Se a defesa bem-sucedida é finalmente possível depende de muitos fatores que não podem ser discutidos aqui. Tradições nacionais, considerações econômicas, a estratificação social, o padrão sociológico e a técnica jurídica específica de cada país, bem como a tendência da política mundial, entram em jogo. Para definitivamente superar o perigo de que toda a Europa se torne fascista, seria necessário remover as causas, ou seja, mudar a estrutura mental desta era das massas e da emoção racionalizada. Nenhum esforço humano pode forçar tal curso sobre a história. O governo emocional em uma forma ou outra deve seguir seu curso até ser dominado por novos métodos psicotécnicos que regularizem as flutuações entre racionalismo e misticismo.

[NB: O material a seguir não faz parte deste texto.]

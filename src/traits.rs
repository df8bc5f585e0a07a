//! Capabilities the daily pipeline is assembled from.
//!
//! Collection, embedding, clustering, topic analysis and language
//! detection are external concerns. Each is a trait here so the pipeline
//! can be wired to real backends in production and to in-process fakes in
//! tests.
//!
//! # Architecture
//!
//! ```text
//! Collector ──▶ dedup ──▶ preprocess ──▶ Embedder ──▶ Clusterer ──▶ TopicAnalyzer
//!                           │ LanguageDetector          │ quality (advisory)
//! TrendFeed ──▶ trend aggregation (any time a raw series exists)
//! ```
//!
//! # Usage
//!
//! ```rust
//! use async_trait::async_trait;
//! use trendline::error::CollectionError;
//! use trendline::traits::Collector;
//! use trendline_core::models::Item;
//!
//! pub struct StaticCollector(Vec<Item>);
//!
//! #[async_trait]
//! impl Collector for StaticCollector {
//!     fn name(&self) -> &str { "static" }
//!
//!     async fn collect(&self, _run_id: &str) -> Result<Vec<Item>, CollectionError> {
//!         Ok(self.0.clone())
//!     }
//! }
//! ```

use anyhow::Result;
use async_trait::async_trait;
use serde_json::Value;

use trendline_core::cluster::ClusterAssignment;
use trendline_core::embedding::EmbeddingProvider;
use trendline_core::models::{Item, TrendSample};

use crate::error::CollectionError;

/// Produces the raw items for a run.
///
/// Per-source fault tolerance is the collector's decision; see
/// [`MultiCollector`](crate::collector_fs::MultiCollector).
#[async_trait]
pub trait Collector: Send + Sync {
    /// Short label used in logs (e.g. `"filesystem"`).
    fn name(&self) -> &str;

    async fn collect(&self, run_id: &str) -> Result<Vec<Item>, CollectionError>;
}

/// Turns texts into fixed-dimension vectors.
///
/// Must be deterministic for a given [`model_name`](EmbeddingProvider::model_name),
/// which is part of the embedding cache key.
#[async_trait]
pub trait Embedder: EmbeddingProvider {
    /// Embed `texts`, returning one vector per text in input order.
    async fn embed(&self, texts: &[String]) -> Result<Vec<Vec<f32>>>;
}

/// Partitions a vector set. The pipeline only scores the result.
#[async_trait]
pub trait Clusterer: Send + Sync {
    async fn cluster(&self, vectors: &[Vec<f32>]) -> Result<ClusterAssignment>;
}

/// Extracts topics for a brief from reference items.
///
/// The returned JSON is stored as an opaque artifact.
#[async_trait]
pub trait TopicAnalyzer: Send + Sync {
    async fn analyze(&self, brief: &str, references: &[Item]) -> Result<Value>;
}

/// Guesses a language code for a text.
///
/// `Ok(None)` means undetermined. Errors are treated the same way by the
/// preprocess stage.
pub trait LanguageDetector: Send + Sync {
    fn detect(&self, text: &str) -> Result<Option<String>>;
}

/// Source of raw trend samples.
#[async_trait]
pub trait TrendFeed: Send + Sync {
    async fn samples(&self) -> Result<Vec<TrendSample>>;
}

Talvez o momento tenha chegado em que não seja mais sábio fechar os olhos para o fato de que a democracia liberal, adequada, em última análise, apenas para os aristocratas políticos entre as nações, está começando a perder espaço para as massas despertas. A salvação dos valores absolutos da democracia não deve ser esperada da abdicação em favor do emocionalismo, utilizado para fins egoístas por líderes autoproclamados, mas sim pela transformação deliberada de formas obsoletas e conceitos rígidos em novas instrumentalidades de uma democracia “disciplinada,” ou mesmo — não devemos temer a palavra — uma democracia “autoritária.” Se este objetivo é alcançado através da transubstanciação das técnicas parlamentares tradicionais, como na Bélgica, Tchecoslováquia e, por último mas não menos importante, na Grã-Bretanha, ou pelos dispositivos diretos de reforma constitucional, como no Estado Livre da Irlanda ou na Estônia, é talvez de importância secundária quando comparado ao fim imediato, a saber, que aqueles que controlam o emocionalismo das massas devem ser tornados, por processos constitucionais, ultimamente e irrevogavelmente responsáveis ao povo.

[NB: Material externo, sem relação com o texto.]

//! Content-addressed identifiers.
//!
//! Every digest is SHA-256 over a canonical projection of named fields:
//! the fields are placed in a key-sorted map and serialized as compact JSON
//! (`{"a":"x","b":"y"}`, non-ASCII left unescaped). Sorting is by byte
//! order of the field names and nothing in the path consults the locale, so
//! equal inputs hash equally across processes, machines, and insertion
//! orders.
//!
//! Digests are used for equality (dedup, cache keys) and never for
//! similarity.
//!
//! # Example
//!
//! ```rust
//! use trendline_core::identity::stable_hash;
//!
//! let a = stable_hash([("title", "Hello"), ("source", "news")]).unwrap();
//! let b = stable_hash([("source", "news"), ("title", "Hello")]).unwrap();
//! assert_eq!(a, b);
//! ```

use std::collections::HashSet;
use std::fmt;

use serde::{Deserialize, Serialize};
use serde_json::{Map, Value};
use sha2::{Digest, Sha256};

use crate::error::ValidationError;

/// Maximum number of code points of a title that take part in
/// [`item_identity`].
pub const TITLE_PREFIX_CHARS: usize = 200;

/// Lowercase hex SHA-256 digest.
#[derive(Debug, Clone, PartialEq, Eq, Hash, PartialOrd, Ord, Serialize, Deserialize)]
#[serde(transparent)]
pub struct ContentHash(String);

impl ContentHash {
    /// Digest of raw text, with no field projection.
    pub fn of_text(text: &str) -> Self {
        Self(sha256_hex(text))
    }

    pub fn as_str(&self) -> &str {
        &self.0
    }
}

impl fmt::Display for ContentHash {
    fn fmt(&self, f: &mut fmt::Formatter<'_>) -> fmt::Result {
        f.write_str(&self.0)
    }
}

impl AsRef<str> for ContentHash {
    fn as_ref(&self) -> &str {
        &self.0
    }
}

/// SHA-256 of a UTF-8 string as lowercase hex.
pub fn sha256_hex(value: &str) -> String {
    let mut hasher = Sha256::new();
    hasher.update(value.as_bytes());
    format!("{:x}", hasher.finalize())
}

/// Hash an ordered set of `(name, value)` fields.
///
/// The result does not depend on the order the fields are given in.
/// Values may be any JSON value; strings are the common case.
///
/// # Errors
///
/// [`ValidationError::EmptyFieldName`] or
/// [`ValidationError::DuplicateField`] when the projection is ambiguous.
pub fn stable_hash<I, K, V>(fields: I) -> Result<ContentHash, ValidationError>
where
    I: IntoIterator<Item = (K, V)>,
    K: Into<String>,
    V: Into<Value>,
{
    let mut map = Map::new();
    for (name, value) in fields {
        let name = name.into();
        if name.is_empty() {
            return Err(ValidationError::EmptyFieldName);
        }
        if map.contains_key(&name) {
            return Err(ValidationError::DuplicateField(name));
        }
        map.insert(name, value.into());
    }
    Ok(hash_map(map))
}

/// serde_json's default `Map` is a `BTreeMap`, so `to_string` emits keys
/// sorted with `,`/`:` separators and no whitespace.
fn hash_map(map: Map<String, Value>) -> ContentHash {
    ContentHash(sha256_hex(&Value::Object(map).to_string()))
}

/// Identity of a collected item.
///
/// The title is trimmed and cut to [`TITLE_PREFIX_CHARS`] code points so
/// whitespace or tail noise past the prefix does not split identities.
/// The URL is hashed verbatim: two URLs for the same resource that differ
/// in scheme or query string produce different identities.
pub fn item_identity(
    source: &str,
    url: &str,
    title: &str,
    published_at: Option<&str>,
) -> ContentHash {
    let title_prefix: String = title.trim().chars().take(TITLE_PREFIX_CHARS).collect();
    let mut map = Map::new();
    map.insert("source".into(), Value::from(source));
    map.insert("url".into(), Value::from(url));
    map.insert("title".into(), Value::from(title_prefix));
    map.insert("published_at".into(), Value::from(published_at.unwrap_or("")));
    hash_map(map)
}

/// Identity of a cluster's membership, independent of member order.
pub fn cluster_identity<S: AsRef<str>>(item_ids: &[S]) -> ContentHash {
    let mut ids: Vec<&str> = item_ids.iter().map(|s| s.as_ref()).collect();
    ids.sort_unstable();
    let mut map = Map::new();
    map.insert("item_ids".into(), Value::from(ids));
    hash_map(map)
}

/// Cache key for an embedding of `text` produced by `model`.
pub fn embedding_key(text: &str, model: &str) -> ContentHash {
    let mut map = Map::new();
    map.insert("model".into(), Value::from(model));
    map.insert("text".into(), Value::from(text.trim()));
    hash_map(map)
}

/// Membership test against a caller-owned set.
///
/// Never inserts: the caller decides when a digest counts as seen.
pub fn is_duplicate(seen: &HashSet<ContentHash>, digest: &ContentHash) -> bool {
    seen.contains(digest)
}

Nesse sentido, a democracia precisa ser redefinida. Ela deveria ser — pelo menos para o estágio transitório até que uma melhor adaptação social às condições da era tecnológica seja alcançada — a aplicação de autoridade disciplinada, por homens de mentalidade liberal, para os fins últimos de governo liberal: dignidade humana e liberdade.
Enquanto isso, como a maioria das pessoas em todas as democracias observadas ainda se opõe à mentalidade fascista, o mínimo que se deve esperar é que os governos encarregados dos processos constitucionais estejam dispostos a enfrentar e derrotar a técnica fascista em seu próprio campo de batalha. O primeiro passo para a tão necessária Internacional Democrática é a conscientização do perigo comum, juntamente com o reconhecimento do que foi feito em termos de defesa por outras nações em situações semelhantes. Negligenciar a experiência de democracias extintas seria equivalente a rendição para as democracias ainda vivas.

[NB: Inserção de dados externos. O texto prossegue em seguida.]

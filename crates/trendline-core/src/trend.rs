//! Trend aggregation engine.
//!
//! Turns raw [`TrendSample`]s into daily [`TrendRecord`]s:
//!
//! 1. group by `(keyword, day)`; intra-day timestamps are dropped here
//! 2. aggregate each group into mean, max and count
//! 3. sort each keyword's days ascending and take the previous day's mean
//!    as `prev_avg` (never across keywords)
//! 4. `delta = (avg - prev) / prev`, `None` when there is no previous day
//!    or it averaged zero
//! 5. label with the strict [`RISING_THRESHOLD`] / [`FALLING_THRESHOLD`]
//!    boundaries
//! 6. index the records by keyword
//!
//! The transform is pure: the same samples always give the same records
//! in the same order (keyword ascending, then date ascending).

use std::collections::{BTreeMap, HashMap};

use chrono::NaiveDate;
use serde::ser::SerializeMap;
use serde::{Serialize, Serializer};

use crate::error::ValidationError;
use crate::models::{TrendLabel, TrendRecord, TrendSample};

/// A delta strictly above this is `rising`.
pub const RISING_THRESHOLD: f64 = 0.15;

/// A delta strictly below this is `falling`.
pub const FALLING_THRESHOLD: f64 = -0.15;

/// Aggregate of every sample for one keyword on one day.
#[derive(Debug, Clone, PartialEq)]
pub struct DailyAggregate {
    pub keyword: String,
    pub date: NaiveDate,
    pub avg_value: f64,
    pub peak_value: f64,
    pub sample_count: usize,
}

/// Per-keyword records, each sequence ordered by date ascending.
#[derive(Debug, Clone, Default, PartialEq)]
pub struct TrendIndex {
    by_keyword: HashMap<String, Vec<TrendRecord>>,
}

impl TrendIndex {
    /// Records for `keyword`, oldest first.
    pub fn get(&self, keyword: &str) -> Option<&[TrendRecord]> {
        self.by_keyword.get(keyword).map(Vec::as_slice)
    }

    /// Most recent record for `keyword`.
    pub fn latest(&self, keyword: &str) -> Option<&TrendRecord> {
        self.by_keyword.get(keyword).and_then(|records| records.last())
    }

    /// Keywords in ascending order.
    pub fn keywords(&self) -> Vec<&str> {
        let mut keys: Vec<&str> = self.by_keyword.keys().map(String::as_str).collect();
        keys.sort_unstable();
        keys
    }

    pub fn len(&self) -> usize {
        self.by_keyword.len()
    }

    pub fn is_empty(&self) -> bool {
        self.by_keyword.is_empty()
    }
}

impl Serialize for TrendIndex {
    /// Keys are emitted sorted so the serialized index is deterministic.
    fn serialize<S: Serializer>(&self, serializer: S) -> Result<S::Ok, S::Error> {
        let mut map = serializer.serialize_map(Some(self.by_keyword.len()))?;
        for keyword in self.keywords() {
            map.serialize_entry(keyword, &self.by_keyword[keyword])?;
        }
        map.end()
    }
}

/// Output of [`analyze`].
#[derive(Debug, Clone, Default, PartialEq, Serialize)]
pub struct TrendAnalysis {
    pub records: Vec<TrendRecord>,
    pub index: TrendIndex,
}

impl TrendAnalysis {
    /// Count of records per label, for summaries.
    pub fn label_counts(&self) -> BTreeMap<&'static str, usize> {
        let mut counts = BTreeMap::new();
        for record in &self.records {
            *counts.entry(record.label.as_str()).or_insert(0) += 1;
        }
        counts
    }
}

fn validate_samples(samples: &[TrendSample]) -> Result<(), ValidationError> {
    for (index, sample) in samples.iter().enumerate() {
        if sample.keyword.trim().is_empty() {
            return Err(ValidationError::EmptyKeyword { index });
        }
        if !sample.value.is_finite() || sample.value < 0.0 {
            return Err(ValidationError::InvalidTrendValue {
                index,
                value: sample.value,
            });
        }
    }
    Ok(())
}

/// Group samples by `(keyword, day)` and aggregate each group.
///
/// Output is ordered by keyword, then date.
pub fn aggregate_daily(samples: &[TrendSample]) -> Result<Vec<DailyAggregate>, ValidationError> {
    validate_samples(samples)?;

    struct Acc {
        sum: f64,
        peak: f64,
        count: usize,
    }

    let mut groups: BTreeMap<(&str, NaiveDate), Acc> = BTreeMap::new();
    for sample in samples {
        let acc = groups
            .entry((sample.keyword.as_str(), sample.day()))
            .or_insert(Acc {
                sum: 0.0,
                peak: f64::NEG_INFINITY,
                count: 0,
            });
        acc.sum += sample.value;
        acc.peak = acc.peak.max(sample.value);
        acc.count += 1;
    }

    Ok(groups
        .into_iter()
        .map(|((keyword, date), acc)| DailyAggregate {
            keyword: keyword.to_string(),
            date,
            avg_value: acc.sum / acc.count as f64,
            peak_value: acc.peak,
            sample_count: acc.count,
        })
        .collect())
}

/// Relative change from `prev` to `current`.
///
/// `None` when there is no previous value or it is zero.
pub fn delta_between(prev: Option<f64>, current: f64) -> Option<f64> {
    match prev {
        Some(p) if p != 0.0 => Some((current - p) / p),
        _ => None,
    }
}

/// Direction label for a delta. Both thresholds are exclusive.
pub fn label_trend(delta: Option<f64>) -> TrendLabel {
    match delta {
        None => TrendLabel::New,
        Some(d) if d > RISING_THRESHOLD => TrendLabel::Rising,
        Some(d) if d < FALLING_THRESHOLD => TrendLabel::Falling,
        Some(_) => TrendLabel::Stable,
    }
}

/// Attach `prev_avg`, `delta` and `label` to aggregates.
///
/// `aggregates` must be ordered by keyword then date, as produced by
/// [`aggregate_daily`]; the previous value resets at each keyword change.
pub fn compute_deltas(aggregates: Vec<DailyAggregate>) -> Vec<TrendRecord> {
    let mut records = Vec::with_capacity(aggregates.len());
    let mut prev: Option<(String, f64)> = None;

    for agg in aggregates {
        let prev_avg = match &prev {
            Some((keyword, avg)) if *keyword == agg.keyword => Some(*avg),
            _ => None,
        };
        let delta = delta_between(prev_avg, agg.avg_value);
        prev = Some((agg.keyword.clone(), agg.avg_value));

        records.push(TrendRecord {
            keyword: agg.keyword,
            date: agg.date,
            avg_value: agg.avg_value,
            peak_value: agg.peak_value,
            sample_count: agg.sample_count,
            prev_avg,
            delta,
            label: label_trend(delta),
        });
    }

    records
}

/// Build the per-keyword index from ordered records.
pub fn build_index(records: &[TrendRecord]) -> TrendIndex {
    let mut by_keyword: HashMap<String, Vec<TrendRecord>> = HashMap::new();
    for record in records {
        by_keyword
            .entry(record.keyword.clone())
            .or_default()
            .push(record.clone());
    }
    TrendIndex { by_keyword }
}

/// Run the full aggregation over `samples`.
///
/// # Errors
///
/// [`ValidationError::EmptyKeyword`] or
/// [`ValidationError::InvalidTrendValue`] (negative, NaN or infinite) for
/// the first offending sample.
pub fn analyze(samples: &[TrendSample]) -> Result<TrendAnalysis, ValidationError> {
    let records = compute_deltas(aggregate_daily(samples)?);
    let index = build_index(&records);
    Ok(TrendAnalysis { records, index })
}

#[cfg(test)]
mod tests {
    use super::*;
    use chrono::{FixedOffset, TimeZone, Utc};

    fn day(d: u32) -> NaiveDate {
        NaiveDate::from_ymd_opt(2024, 1, d).unwrap()
    }

    fn series(keyword: &str, values: &[f64]) -> Vec<TrendSample> {
        values
            .iter()
            .enumerate()
            .map(|(i, &v)| TrendSample::on(keyword, day(i as u32 + 1), v))
            .collect()
    }

    #[test]
    fn test_boundary_is_stable() {
        let analysis = analyze(&series("k", &[100.0, 115.0])).unwrap();
        let second = &analysis.records[1];
        assert_eq!(second.delta, Some(0.15));
        assert_eq!(second.label, TrendLabel::Stable);
    }

    #[test]
    fn test_just_above_boundary_is_rising() {
        let analysis = analyze(&series("k", &[100.0, 116.0])).unwrap();
        let second = &analysis.records[1];
        assert!((second.delta.unwrap() - 0.16).abs() < 1e-12);
        assert_eq!(second.label, TrendLabel::Rising);
    }

    #[test]
    fn test_falling_boundary() {
        assert_eq!(label_trend(Some(-0.15)), TrendLabel::Stable);
        assert_eq!(label_trend(Some(-0.150001)), TrendLabel::Falling);
        assert_eq!(label_trend(Some(0.0)), TrendLabel::Stable);
        assert_eq!(label_trend(None), TrendLabel::New);
    }

    #[test]
    fn test_drop_to_zero_and_zero_prev() {
        let analysis = analyze(&series("k", &[100.0, 0.0, 50.0])).unwrap();
        let r = &analysis.records;
        assert_eq!(r[0].delta, None);
        assert_eq!(r[0].label, TrendLabel::New);
        assert_eq!(r[1].delta, Some(-1.0));
        assert_eq!(r[1].label, TrendLabel::Falling);
        // Previous day averaged zero: no delta, treated as new.
        assert_eq!(r[2].prev_avg, Some(0.0));
        assert_eq!(r[2].delta, None);
        assert_eq!(r[2].label, TrendLabel::New);
    }

    #[test]
    fn test_two_day_scenario() {
        let samples = vec![
            TrendSample::on("a", day(1), 100.0),
            TrendSample::on("a", day(2), 130.0),
        ];
        let analysis = analyze(&samples).unwrap();
        let records = analysis.index.get("a").unwrap();
        assert_eq!(records.len(), 2);
        assert_eq!(records[0].prev_avg, None);
        assert_eq!(records[0].label, TrendLabel::New);
        assert_eq!(records[1].prev_avg, Some(100.0));
        assert!((records[1].delta.unwrap() - 0.30).abs() < 1e-12);
        assert_eq!(records[1].label, TrendLabel::Rising);
    }

    #[test]
    fn test_no_cross_keyword_leakage() {
        let mut samples = series("a", &[100.0, 200.0]);
        samples.extend(series("b", &[10.0]));
        let analysis = analyze(&samples).unwrap();
        let b = analysis.index.get("b").unwrap();
        assert_eq!(b.len(), 1);
        assert_eq!(b[0].prev_avg, None);
        assert_eq!(b[0].label, TrendLabel::New);
    }

    #[test]
    fn test_intra_day_samples_grouped() {
        let samples = vec![
            TrendSample::at("k", Utc.with_ymd_and_hms(2024, 1, 1, 3, 0, 0).unwrap(), 10.0),
            TrendSample::at("k", Utc.with_ymd_and_hms(2024, 1, 1, 21, 30, 0).unwrap(), 30.0),
            TrendSample::at("k", Utc.with_ymd_and_hms(2024, 1, 2, 12, 0, 0).unwrap(), 20.0),
        ];
        let aggregates = aggregate_daily(&samples).unwrap();
        assert_eq!(aggregates.len(), 2);
        assert_eq!(aggregates[0].date, day(1));
        assert_eq!(aggregates[0].avg_value, 20.0);
        assert_eq!(aggregates[0].peak_value, 30.0);
        assert_eq!(aggregates[0].sample_count, 2);
        assert_eq!(aggregates[1].sample_count, 1);
    }

    #[test]
    fn test_offset_timestamp_grouped_by_written_date() {
        let seoul = FixedOffset::east_opt(9 * 3600).unwrap();
        let samples = vec![
            TrendSample::at("k", seoul.with_ymd_and_hms(2024, 1, 2, 1, 0, 0).unwrap(), 10.0),
            TrendSample::on("k", day(2), 30.0),
        ];
        let analysis = analyze(&samples).unwrap();
        assert_eq!(analysis.records.len(), 1);
        assert_eq!(analysis.records[0].date, day(2));
        assert_eq!(analysis.records[0].sample_count, 2);
    }

    #[test]
    fn test_unsorted_input_sorted_by_date() {
        let samples = vec![
            TrendSample::on("k", day(3), 3.0),
            TrendSample::on("k", day(1), 1.0),
            TrendSample::on("k", day(2), 2.0),
        ];
        let analysis = analyze(&samples).unwrap();
        let dates: Vec<NaiveDate> = analysis.records.iter().map(|r| r.date).collect();
        assert_eq!(dates, vec![day(1), day(2), day(3)]);
        assert_eq!(analysis.records[1].prev_avg, Some(1.0));
    }

    #[test]
    fn test_deterministic() {
        let mut samples = series("x", &[5.0, 6.0, 9.0]);
        samples.extend(series("y", &[1.0, 1.0]));
        let a = analyze(&samples).unwrap();
        samples.reverse();
        let b = analyze(&samples).unwrap();
        assert_eq!(a, b);
        assert_eq!(
            serde_json::to_string(&a.index).unwrap(),
            serde_json::to_string(&b.index).unwrap()
        );
    }

    #[test]
    fn test_index_serializes_sorted() {
        let mut samples = series("zeta", &[1.0]);
        samples.extend(series("alpha", &[1.0]));
        let analysis = analyze(&samples).unwrap();
        let json = serde_json::to_string(&analysis.index).unwrap();
        assert!(json.find("alpha").unwrap() < json.find("zeta").unwrap());
        assert_eq!(analysis.index.keywords(), vec!["alpha", "zeta"]);
    }

    #[test]
    fn test_rejects_invalid_samples() {
        let negative = vec![TrendSample::on("k", day(1), -1.0)];
        assert!(matches!(
            analyze(&negative),
            Err(ValidationError::InvalidTrendValue { index: 0, .. })
        ));

        let blank = vec![TrendSample::on("k", day(1), 1.0), TrendSample::on(" ", day(1), 1.0)];
        assert_eq!(
            analyze(&blank).unwrap_err(),
            ValidationError::EmptyKeyword { index: 1 }
        );
    }

    #[test]
    fn test_empty_input() {
        let analysis = analyze(&[]).unwrap();
        assert!(analysis.records.is_empty());
        assert!(analysis.index.is_empty());
    }

    #[test]
    fn test_label_counts() {
        let analysis = analyze(&series("k", &[100.0, 200.0, 200.0])).unwrap();
        let counts = analysis.label_counts();
        assert_eq!(counts["new"], 1);
        assert_eq!(counts["rising"], 1);
        assert_eq!(counts["stable"], 1);
    }
}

Obviamente, nenhum país está imune ao fascismo como movimento mundial. Uma vez que este fato incontestável seja reconhecido, surge a questão de saber se medidas legislativas contra o fascismo incipiente são talvez necessárias nos Estados Unidos. Investigar possibilidades nessa direção estaria além dos limites do presente estudo. Se, no entanto, a resposta for afirmativa, surge um segundo problema, que é o de elaborar legislação antiextremista federal ou estadual em conformidade com o fundamentalismo elaborado dos direitos constitucionais consagrados na constituição americana.